What I mean by that is that we haven't heard much yet from the Whip linebacker and free safety positions, as Ben Taylor and Nick Sorensen learn their new roles. After being burned on JMU's long run last week, Sorensen made a few plays this week, including a sack on a safety blitz, but Ben Taylor has been mostly quiet. Taylor and Sorensen both need to get into the groove for the Tech defense to live up to the Army's motto and be all that it can be.

Punt Blocks

Not only have the Hokies not blocked any punts, they don't even look like they're trying. In the case of the JMU game, that could have been a case of not wanting to pile on the overmatched Dukes, but in the case of the UAB game … well, when it's 17-10 at the end of the third quarter, then by all means, please pile on.

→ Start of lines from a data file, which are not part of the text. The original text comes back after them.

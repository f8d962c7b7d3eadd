//! Weapon ranks, weapon types and the advantage matrix.

use serde::{Deserialize, Serialize};

/// A weapon rank tier.
///
/// A unit qualifies for a rank once its weapon experience in the weapon's
/// type reaches `requirement`. Only the highest qualifying rank's bonus
/// applies.
#[derive(Debug, Clone, PartialEq, Eq, Hash, Serialize, Deserialize)]
pub struct WeaponRank {
    /// Rank name (e.g. `"C"`).
    pub nid: String,
    /// Weapon experience needed.
    pub requirement: i32,
    /// Accuracy bonus.
    #[serde(default)]
    pub accuracy: i32,
    /// Crit bonus.
    #[serde(default)]
    pub crit: i32,
    /// Damage bonus.
    #[serde(default)]
    pub damage: i32,
    /// Attack speed bonus.
    #[serde(default)]
    pub attack_speed: i32,
}

impl WeaponRank {
    /// A rank with no bonuses.
    pub fn new(nid: impl Into<String>, requirement: i32) -> Self {
        Self { nid: nid.into(), requirement, accuracy: 0, crit: 0, damage: 0, attack_speed: 0 }
    }

    /// Set every bonus at once.
    #[must_use]
    pub const fn with_bonus(mut self, accuracy: i32, crit: i32, damage: i32, attack_speed: i32) -> Self {
        self.accuracy = accuracy;
        self.crit = crit;
        self.damage = damage;
        self.attack_speed = attack_speed;
        self
    }
}

/// Weapon type selector in an advantage entry.
#[derive(Debug, Clone, PartialEq, Eq, Hash, Serialize, Deserialize)]
pub enum TypeMatch {
    /// Matches every weapon type.
    All,
    /// Matches one weapon type.
    Type(String),
}

impl TypeMatch {
    /// Whether this selector matches `weapon_type`.
    #[must_use]
    pub fn matches(&self, weapon_type: &str) -> bool {
        match self {
            Self::All => true,
            Self::Type(t) => t == weapon_type,
        }
    }
}

/// Rank requirement in an advantage entry.
#[derive(Debug, Clone, PartialEq, Eq, Hash, Serialize, Deserialize)]
pub enum RankMatch {
    /// Always satisfied.
    All,
    /// Satisfied when the unit qualifies for this rank.
    Rank(String),
}

/// Deltas granted by an advantage or disadvantage entry.
///
/// Disadvantage entries carry their penalties as negative values.
#[derive(Debug, Clone, PartialEq, Eq, Hash, Serialize, Deserialize)]
pub struct AdvantageEntry {
    /// Opposing weapon type.
    pub weapon_type: TypeMatch,
    /// Rank the owner must have reached.
    pub weapon_rank: RankMatch,
    /// Added to the owner's accuracy.
    #[serde(default)]
    pub accuracy: i32,
    /// Subtracted from the opponent's accuracy.
    #[serde(default)]
    pub avoid: i32,
    /// Added to the owner's crit.
    #[serde(default)]
    pub crit: i32,
    /// Subtracted from the opponent's crit.
    #[serde(default)]
    pub dodge: i32,
    /// Added to the owner's might.
    #[serde(default)]
    pub damage: i32,
    /// Subtracted from the opponent's might.
    #[serde(default)]
    pub resist: i32,
    /// Added to the owner's attack speed.
    #[serde(default)]
    pub attack_speed: i32,
    /// Subtracted from the opponent's attack speed.
    #[serde(default)]
    pub defense_speed: i32,
}

impl AdvantageEntry {
    /// An entry against `weapon_type` at any rank with no deltas.
    pub fn against(weapon_type: &str) -> Self {
        Self {
            weapon_type: TypeMatch::Type(weapon_type.to_owned()),
            weapon_rank: RankMatch::All,
            accuracy: 0,
            avoid: 0,
            crit: 0,
            dodge: 0,
            damage: 0,
            resist: 0,
            attack_speed: 0,
            defense_speed: 0,
        }
    }

    /// Require a rank.
    #[must_use]
    pub fn at_rank(mut self, rank: &str) -> Self {
        self.weapon_rank = RankMatch::Rank(rank.to_owned());
        self
    }

    /// Set accuracy and damage deltas.
    #[must_use]
    pub const fn with_offense(mut self, accuracy: i32, damage: i32) -> Self {
        self.accuracy = accuracy;
        self.damage = damage;
        self
    }

    /// Set avoid and resist deltas.
    #[must_use]
    pub const fn with_defense(mut self, avoid: i32, resist: i32) -> Self {
        self.avoid = avoid;
        self.resist = resist;
        self
    }
}

/// A weapon type with its advantage tables.
#[derive(Debug, Clone, PartialEq, Eq, Hash, Serialize, Deserialize)]
pub struct WeaponTypeData {
    /// Type name (e.g. `"Sword"`).
    pub nid: String,
    /// Entries applied when this type has the upper hand.
    #[serde(default)]
    pub advantage: Vec<AdvantageEntry>,
    /// Entries applied when this type is at a disadvantage.
    #[serde(default)]
    pub disadvantage: Vec<AdvantageEntry>,
}

impl WeaponTypeData {
    /// A weapon type with empty tables.
    pub fn new(nid: impl Into<String>) -> Self {
        Self { nid: nid.into(), advantage: Vec::new(), disadvantage: Vec::new() }
    }

    /// Append an advantage entry.
    #[must_use]
    pub fn with_advantage(mut self, entry: AdvantageEntry) -> Self {
        self.advantage.push(entry);
        self
    }

    /// Append a disadvantage entry.
    #[must_use]
    pub fn with_disadvantage(mut self, entry: AdvantageEntry) -> Self {
        self.disadvantage.push(entry);
        self
    }
}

But we know that the Hokies know how to block punts. What really ticks me off about the lack of production in this department is that the N.C. State Wolfpack appears poised to take over Tech's lead in this area. The 'Pack, by my count, has blocked four punts in just two games so far this year.

Okay, Enough of That

Ah, let's take a deep breath and talk about some good things.

Number one, Shyrone Stith is well on his way to 1,000 yards for the year. He has 246 yards in Tech's first two games, which means that he only needs 754 yards in his last nine games, or 84 yards a game, to reach the magic plateau, which only one Tech tailback has reached since 1986 (Dwayne Thomas did it in 1993, with 1,130 yards in 11 games).

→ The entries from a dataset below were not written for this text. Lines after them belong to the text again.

//! Property tests for the calculator, the solver and the action log.

use proptest::prelude::*;

use srpg_core::action::ActionLog;
use srpg_core::calcs::CombatCalculator;
use srpg_core::components::{CombatMode, Team};
use srpg_core::data::{CombatConstants, Database};
use srpg_core::item::Item;
use srpg_core::rng::PcgRng;
use srpg_core::solver::{CombatPhaseSolver, CombatSetup, PhaseResult};
use srpg_core::unit::Unit;
use srpg_core::world::World;
use srpg_test_utils::determinism::strategies::{arb_constants, arb_seed, arb_unit, arb_weapon};
use srpg_test_utils::determinism::{verify_encounter_determinism, verify_undo_round_trip};
use srpg_test_utils::fixtures::{arm, flat_database, test_database};

fn duel(db: &Database, a: Unit, b: Unit, a_weapon: Item, b_weapon: Item) -> World {
    let mut world = World::new();
    world.add_unit(a);
    world.add_unit(b);
    arm(&mut world, db, "a", a_weapon);
    arm(&mut world, db, "b", b_weapon);
    world
}

fn duel_setup() -> CombatSetup {
    CombatSetup::new("a", "a_weapon", "b")
}

proptest! {
    /// Without triangle, rank or modifier effects, hit is accuracy minus
    /// avoid, clamped to a percentage.
    #[test]
    fn prop_hit_is_clamped_accuracy_minus_avoid(
        a in arb_unit("a", Team::Player, 0),
        b in arb_unit("b", Team::Enemy, 1),
        weapon in arb_weapon("a_weapon"),
    ) {
        let db = flat_database();
        let mut world = World::new();
        world.add_unit(a);
        world.add_unit(b);
        let id = arm(&mut world, &db, "a", weapon);

        let calc = CombatCalculator::new(&db, &world);
        let (a, b) = (world.unit(&"a".into()).unwrap(), world.unit(&"b".into()).unwrap());
        let item = world.item(&id).unwrap();
        let accuracy = calc.accuracy(a, item).unwrap().unwrap();
        let avoid = calc.avoid(b, Some(item)).unwrap();
        let hit = calc.compute_hit(a, b, item, CombatMode::Attack).unwrap();
        prop_assert_eq!(hit, Some((accuracy - avoid).clamp(0, 100)));
    }

    /// Damage never drops below the configured floor.
    #[test]
    fn prop_damage_respects_floor(
        a in arb_unit("a", Team::Player, 0),
        b in arb_unit("b", Team::Enemy, 1),
        a_weapon in arb_weapon("a_weapon"),
        b_weapon in arb_weapon("b_weapon"),
        constants in arb_constants(),
        crit in any::<bool>(),
    ) {
        let min_damage = constants.min_damage;
        let db = Database { constants, ..test_database() };
        let world = duel(&db, a, b, a_weapon, b_weapon);

        let calc = CombatCalculator::new(&db, &world);
        let (a, b) = (world.unit(&"a".into()).unwrap(), world.unit(&"b".into()).unwrap());
        let item = world.item(&"a_weapon".into()).unwrap();
        let damage = calc.compute_damage(a, b, item, CombatMode::Attack, crit).unwrap().unwrap();
        prop_assert!(damage >= min_damage);
    }

    /// Doubling switches on exactly at the speed threshold.
    #[test]
    fn prop_doubling_threshold_boundary(
        threshold in 1i32..8,
        target_speed in 0i32..20,
        short in any::<bool>(),
    ) {
        let db = Database {
            constants: CombatConstants::default().with_speed_to_double(threshold),
            ..flat_database()
        };
        let lead = if short { threshold - 1 } else { threshold };
        let mut world = World::new();
        world.add_unit(Unit::new("a", Team::Player).with_stat("HP", 20).with_stat("SPD", target_speed + lead).at(0, 0));
        world.add_unit(Unit::new("b", Team::Enemy).with_stat("HP", 20).with_stat("SPD", target_speed).at(1, 0));
        let id = arm(&mut world, &db, "a", Item::weapon("a_weapon", "Sword", 3, 80, 0));

        let calc = CombatCalculator::new(&db, &world);
        let (a, b) = (world.unit(&"a".into()).unwrap(), world.unit(&"b".into()).unwrap());
        let strikes = calc.outspeed(a, b, world.item(&id).unwrap(), CombatMode::Attack).unwrap();
        prop_assert_eq!(strikes, if short { 1 } else { 2 });
    }
}

proptest! {
    #![proptest_config(ProptestConfig::with_cases(64))]

    /// Undoing one phase's actions restores the pre-phase world, for every
    /// phase of the encounter.
    #[test]
    fn prop_each_phase_undoes_exactly(
        a in arb_unit("a", Team::Player, 0),
        b in arb_unit("b", Team::Enemy, 1),
        a_weapon in arb_weapon("a_weapon"),
        b_weapon in arb_weapon("b_weapon"),
        seed in arb_seed(),
    ) {
        let db = test_database();
        let mut world = duel(&db, a, b, a_weapon, b_weapon);
        let mut log = ActionLog::new();
        let mut rng = PcgRng::new(seed);
        let mut solver = CombatPhaseSolver::new(duel_setup());

        while let PhaseResult::Continue(outcome) = solver.step(&db, &world, &mut rng).unwrap() {
            let snapshot = world.clone();
            let checkpoint = log.checkpoint();
            for action in &outcome.actions {
                log.apply(&mut world, action.clone()).unwrap();
            }
            log.rewind_to(&mut world, checkpoint).unwrap();
            prop_assert_eq!(&world, &snapshot);
            for action in outcome.actions {
                log.apply(&mut world, action).unwrap();
            }
        }
    }

    /// A whole encounter, reconciliation included, rewinds to its start.
    #[test]
    fn prop_encounter_rewinds(
        a in arb_unit("a", Team::Player, 0),
        b in arb_unit("b", Team::Enemy, 1),
        a_weapon in arb_weapon("a_weapon"),
        b_weapon in arb_weapon("b_weapon"),
        seed in arb_seed(),
    ) {
        let db = test_database();
        let world = duel(&db, a, b, a_weapon, b_weapon);
        prop_assert!(verify_undo_round_trip(&db, &world, duel_setup(), seed));
    }

    /// Identical inputs and seed give identical playback and world state.
    #[test]
    fn prop_encounters_are_deterministic(
        a in arb_unit("a", Team::Player, 0),
        b in arb_unit("b", Team::Enemy, 1),
        a_weapon in arb_weapon("a_weapon"),
        b_weapon in arb_weapon("b_weapon"),
        seed in arb_seed(),
    ) {
        let db = test_database();
        let world = duel(&db, a, b, a_weapon, b_weapon);
        let result = verify_encounter_determinism(2, &db, || world.clone(), duel_setup, seed);
        prop_assert!(result.is_deterministic);
    }
}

For a primarily run-oriented team such as Tech, it's strange that only one runner in the last twelve seasons has reached the 1,000 yard benchmark, and it tells you that platooning is a way of life for running backs coach Billy Hite.

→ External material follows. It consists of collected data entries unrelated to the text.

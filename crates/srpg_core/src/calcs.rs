//! Stat formula pipeline.
//!
//! Every statistic is composed in a fixed order:
//!
//! ```text
//! item base value  ->  + named equation  ->  + highest weapon rank bonus
//!   -> + item/skill modifier hooks  ->  + weapon triangle deltas
//!   -> - opposing stat  ->  clamp
//! ```
//!
//! The first three steps are the per-unit statistics (`accuracy`, `damage`,
//! ...). The `compute_*` functions add the situational steps for a concrete
//! attacker/target pairing. A missing base value is "not applicable" and is
//! returned as `None`, never as a sentinel number.

use crate::components::CombatMode;
use crate::data::{Database, WeaponRank};
use crate::equations::{self, EquationSystem};
use crate::error::Result;
use crate::hooks::{product_multipliers, sum_modifiers, CombatModifier, Component, HookResult, ModifierContext};
use crate::item::Item;
use crate::math::{scale, Fixed};
use crate::skill::Skill;
use crate::triangle::{triangle_bonus, TriangleBonus};
use crate::unit::Unit;
use crate::world::World;

/// Read-only calculator over a database and world.
///
/// Every method is referentially transparent for a given database and world.
#[derive(Clone, Copy)]
pub struct CombatCalculator<'a> {
    db: &'a Database,
    world: &'a World,
}

impl<'a> CombatCalculator<'a> {
    /// Create a calculator.
    #[must_use]
    pub const fn new(db: &'a Database, world: &'a World) -> Self {
        Self { db, world }
    }

    fn equation(&self, name: &str, unit: &Unit) -> Result<i32> {
        let stats = self.world.stats_of(unit);
        self.db.equations.evaluate(name, &stats)
    }

    /// Highest rank the unit qualifies for in the item's weapon type.
    #[must_use]
    pub fn weapon_rank_bonus(&self, unit: &Unit, item: &Item) -> Option<&'a WeaponRank> {
        let weapon_type = item.weapon_type.as_deref()?;
        self.db.rank_for_wexp(unit.wexp_for(weapon_type))
    }

    // ========================================================================
    // Per-unit statistics
    // ========================================================================

    /// Item hit plus the accuracy equation and rank bonus.
    ///
    /// # Errors
    ///
    /// Returns an error if the accuracy equation is not registered.
    pub fn accuracy(&self, unit: &Unit, item: &Item) -> Result<Option<i32>> {
        let Some(hit) = item.hit else {
            return Ok(None);
        };
        let rank = self.weapon_rank_bonus(unit, item).map_or(0, |rank| rank.accuracy);
        Ok(Some(hit + self.equation(item.accuracy_formula(), unit)? + rank))
    }

    /// Avoid against `item_to_avoid` (the `AVOID` equation unless the item
    /// overrides it).
    ///
    /// # Errors
    ///
    /// Returns an error if the equation is not registered.
    pub fn avoid(&self, unit: &Unit, item_to_avoid: Option<&Item>) -> Result<i32> {
        let name = item_to_avoid.map_or(equations::AVOID, Item::avoid_formula);
        self.equation(name, unit)
    }

    /// Item crit plus the crit equation and rank bonus.
    ///
    /// # Errors
    ///
    /// Returns an error if the crit equation is not registered.
    pub fn crit_accuracy(&self, unit: &Unit, item: &Item) -> Result<Option<i32>> {
        let Some(crit) = item.crit else {
            return Ok(None);
        };
        let rank = self.weapon_rank_bonus(unit, item).map_or(0, |rank| rank.crit);
        Ok(Some(crit + self.equation(item.crit_accuracy_formula(), unit)? + rank))
    }

    /// Crit avoid against `item_to_avoid`.
    ///
    /// # Errors
    ///
    /// Returns an error if the equation is not registered.
    pub fn crit_avoid(&self, unit: &Unit, item_to_avoid: Option<&Item>) -> Result<i32> {
        let name = item_to_avoid.map_or(equations::CRIT_AVOID, Item::crit_avoid_formula);
        self.equation(name, unit)
    }

    /// Item might plus the damage equation and rank bonus.
    ///
    /// # Errors
    ///
    /// Returns an error if the damage equation is not registered.
    pub fn damage(&self, unit: &Unit, item: &Item) -> Result<Option<i32>> {
        let Some(might) = item.might else {
            return Ok(None);
        };
        let rank = self.weapon_rank_bonus(unit, item).map_or(0, |rank| rank.damage);
        Ok(Some(might + self.equation(item.damage_formula(), unit)? + rank))
    }

    /// Defense against `item_to_avoid`.
    ///
    /// # Errors
    ///
    /// Returns an error if the equation is not registered.
    pub fn defense(&self, unit: &Unit, item_to_avoid: Option<&Item>) -> Result<i32> {
        let name = item_to_avoid.map_or(equations::DEFENSE, Item::defense_formula);
        self.equation(name, unit)
    }

    /// Attack speed with `item`.
    ///
    /// # Errors
    ///
    /// Returns an error if the equation is not registered.
    pub fn attack_speed(&self, unit: &Unit, item: &Item) -> Result<i32> {
        let rank = self.weapon_rank_bonus(unit, item).map_or(0, |rank| rank.attack_speed);
        Ok(self.equation(item.attack_speed_formula(), unit)? + rank)
    }

    /// Defense speed against `item_to_avoid`.
    ///
    /// # Errors
    ///
    /// Returns an error if the equation is not registered.
    pub fn defense_speed(&self, unit: &Unit, item_to_avoid: Option<&Item>) -> Result<i32> {
        let name = item_to_avoid.map_or(equations::DEFENSE_SPEED, Item::defense_speed_formula);
        self.equation(name, unit)
    }

    // ========================================================================
    // Situational hooks
    // ========================================================================

    fn hook_sources<'s>(&'s self, unit: &'s Unit, item: &'s Item) -> Vec<&'s dyn Component> {
        item.hook_sources().chain(self.world.skills_of(unit).flat_map(Skill::hook_sources)).collect()
    }

    fn modifier(
        &self,
        unit: &Unit,
        item: &Item,
        target: &Unit,
        mode: CombatMode,
        hook: &'static str,
        call: impl Fn(&dyn CombatModifier, &ModifierContext<'_>) -> HookResult<i32>,
    ) -> i32 {
        let stats = self.world.stats_of(unit);
        let ctx = ModifierContext { unit, item, target, mode, stats: &stats, equations: &self.db.equations };
        sum_modifiers(self.hook_sources(unit, item), hook, |modifier| call(modifier, &ctx))
    }

    fn damage_multiplier(&self, unit: &Unit, item: &Item, target: &Unit, mode: CombatMode) -> Fixed {
        let stats = self.world.stats_of(unit);
        let ctx = ModifierContext { unit, item, target, mode, stats: &stats, equations: &self.db.equations };
        product_multipliers(self.hook_sources(unit, item), "damage_multiplier", |modifier| {
            modifier.damage_multiplier(&ctx)
        })
    }

    /// Triangle deltas for `unit` striking `target` with `item`: the
    /// striker's own side and the target's side against `item`. Both are
    /// neutral in self-targeted combat.
    fn triangle(&self, unit: &Unit, item: &Item, target: &Unit) -> (TriangleBonus, TriangleBonus) {
        if unit.nid == target.nid {
            return (TriangleBonus::default(), TriangleBonus::default());
        }
        let target_weapon = self.world.weapon_of(target);
        (
            triangle_bonus(self.db, unit, Some(item), target_weapon),
            triangle_bonus(self.db, target, target_weapon, Some(item)),
        )
    }

    // ========================================================================
    // Strike figures
    // ========================================================================

    /// Chance in `[0, 100]` that `unit` hits `target` with `item`.
    ///
    /// Healing items without a hit value always land.
    ///
    /// # Errors
    ///
    /// Returns an error if an equation is not registered.
    pub fn compute_hit(&self, unit: &Unit, target: &Unit, item: &Item, mode: CombatMode) -> Result<Option<i32>> {
        let Some(accuracy) = self.accuracy(unit, item)? else {
            return Ok(item.is_heal().then_some(100));
        };
        let bonus = self.modifier(unit, item, target, mode, "modify_accuracy", |m, ctx| m.modify_accuracy(ctx));
        let (own, theirs) = self.triangle(unit, item, target);
        let avoid = self.avoid(target, Some(item))?;
        let hit = accuracy + bonus + own.accuracy - theirs.avoid - avoid;
        tracing::trace!(unit = %unit.nid, target = %target.nid, accuracy, bonus, avoid, hit, "compute_hit");
        Ok(Some(hit.clamp(0, 100)))
    }

    /// Chance in `[0, 100]` that a landed strike crits.
    ///
    /// # Errors
    ///
    /// Returns an error if an equation is not registered.
    pub fn compute_crit(&self, unit: &Unit, target: &Unit, item: &Item, mode: CombatMode) -> Result<Option<i32>> {
        let Some(crit_accuracy) = self.crit_accuracy(unit, item)? else {
            return Ok(None);
        };
        let bonus =
            self.modifier(unit, item, target, mode, "modify_crit_accuracy", |m, ctx| m.modify_crit_accuracy(ctx));
        let (own, theirs) = self.triangle(unit, item, target);
        let crit_avoid = self.crit_avoid(target, Some(item))?;
        let crit = crit_accuracy + bonus + own.crit - theirs.dodge - crit_avoid;
        Ok(Some(crit.clamp(0, 100)))
    }

    /// Damage of one strike, floored at the configured minimum.
    ///
    /// # Errors
    ///
    /// Returns an error if an equation is not registered.
    pub fn compute_damage(
        &self,
        unit: &Unit,
        target: &Unit,
        item: &Item,
        mode: CombatMode,
        crit: bool,
    ) -> Result<Option<i32>> {
        let constants = &self.db.constants;

        // Step 1: Base might (equation and rank included)
        let Some(base) = self.damage(unit, item)? else {
            return Ok(None);
        };

        // Step 2: Situational modifiers and weapon triangle
        let bonus = self.modifier(unit, item, target, mode, "modify_damage", |m, ctx| m.modify_damage(ctx));
        let (own, theirs) = self.triangle(unit, item, target);
        let total_might = base + bonus + own.damage - theirs.resist;

        // Step 3: Crit amplification, before any mitigation
        let mut might = total_might;
        if crit {
            might = might
                .saturating_mul(constants.crit_mult)
                .saturating_add(total_might.saturating_mul(constants.crit_add));
        }

        // Step 4: Defense is subtracted exactly once
        let defense = self.defense(target, Some(item))?;
        let mitigated = might - defense;

        // Step 5: Multipliers on the post-mitigation value, truncated
        let multiplier = self.damage_multiplier(unit, item, target, mode);
        let damage = scale(mitigated, multiplier).max(constants.min_damage);
        tracing::trace!(unit = %unit.nid, target = %target.nid, total_might, might, defense, damage, crit, "compute_damage");
        Ok(Some(damage))
    }

    /// HP restored by a healing item, `None` if the item does not heal.
    ///
    /// # Errors
    ///
    /// Returns an error if the heal formula fails.
    pub fn compute_heal(&self, unit: &Unit, item: &Item) -> Result<Option<i32>> {
        let Some((amount, formula)) = item.heal() else {
            return Ok(None);
        };
        let extra = match formula {
            Some(formula) => formula.evaluate(&self.world.stats_of(unit), &self.db.equations)?,
            None => 0,
        };
        Ok(Some((amount + extra).max(0)))
    }

    /// Strikes per initiative slot: 2 when the speed lead reaches
    /// `speed_to_double`, otherwise 1.
    ///
    /// # Errors
    ///
    /// Returns an error if an equation is not registered.
    pub fn outspeed(&self, unit: &Unit, target: &Unit, item: &Item, mode: CombatMode) -> Result<u8> {
        if !item.can_double() {
            return Ok(1);
        }
        let bonus =
            self.modifier(unit, item, target, mode, "modify_attack_speed", |m, ctx| m.modify_attack_speed(ctx));
        let (own, theirs) = self.triangle(unit, item, target);
        let speed = self.attack_speed(unit, item)? + bonus + own.attack_speed - theirs.defense_speed
            - self.defense_speed(target, Some(item))?;
        Ok(if speed >= self.db.constants.speed_to_double { 2 } else { 1 })
    }

    /// Whether `defender` may strike back at `attacker` who used
    /// `attacker_item`.
    #[must_use]
    pub fn can_counterattack(&self, attacker: &Unit, attacker_item: &Item, defender: &Unit) -> bool {
        if attacker.nid == defender.nid || !defender.is_alive() || defender.is_dying {
            return false;
        }
        if !attacker_item.can_be_countered() || attacker_item.targets_allies() {
            return false;
        }
        if !attacker.team.is_enemy_of(defender.team) {
            return false;
        }
        let Some(weapon) = self.world.weapon_of(defender) else {
            return false;
        };
        if !weapon.is_weapon() || !weapon.can_counter() || weapon.hit.is_none() {
            return false;
        }
        match (attacker.position, defender.position) {
            (Some(a), Some(b)) => weapon.in_range(a.distance(b)),
            _ => true,
        }
    }
}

Number two, the receivers are living up to their preseason hype. They have caught nearly every ball that has been thrown their way, and Andre Davis and Emmett Johnson have both registered TD catches.

And number three, what about the play Ike Charlton made near the end zone? He had a UAB sweep covered well, but wasn't intent to simply string the play out and make the tackle. Instead, he attacked the ball carrier and nearly turned in an unexpected sack. It was a spectacular play.

Next Up: Clemson

In the preseason, I had this one pegged as an easy Hokie win. Tech stomped Clemson 37-0 last year on the road, and Athlon ranked the Tigers 70th out of 114 Division 1-A teams to start this year.

But more important than that, according to Athlon, the Tigers return no starters on the offensive line, and they planned on starting two freshman and three sophomores on the offensive line, with a total of just three varsity letters amongst the five of them. That's a recipe for disaster against Tech's talented and experienced defensive line.

I don't know if the lineup that new coach Tommy Bowden eventually settled on is really that young, but regardless, it's important to remember that they return no starters on the o-line, and Tech abused that line last year.

But now I don’t think the Tigers will be so easy to beat. They stomped UVa last weekend 33-14, without even trying. They feature a new pass-oriented offense that may give Tech's inexperienced defensive backs fits. And their defensive line played very well against a UVa offensive line that is supposed to be a talented, veteran group.

Perhaps more important than that, though, is the fact that this previously downtrodden Clemson team, which lost 13-10 in its first game to Marshall, now believes they can win. It's up to the Hokies to slap them back down, but it won't be easy.

So instead of an easy romp, I think the Hokies are in for a battle, and it's complicated by the fact that Michael Vick didn't get his two games of experience, as I mentioned before. I can see the Hokies romping in this one, but I can also see the exact opposite happening.

That's the beauty and the mystery of the early stages of a college football season. Our thoughts and emotions tend to rubber band up and down with the inconsistent play of our team early in the year, and only time will tell how this thing is going to unfold.

But one thing's for sure. Playing Clemson on a Thursday night in front of a national TV audience beats playing JMU and UAB all hollow.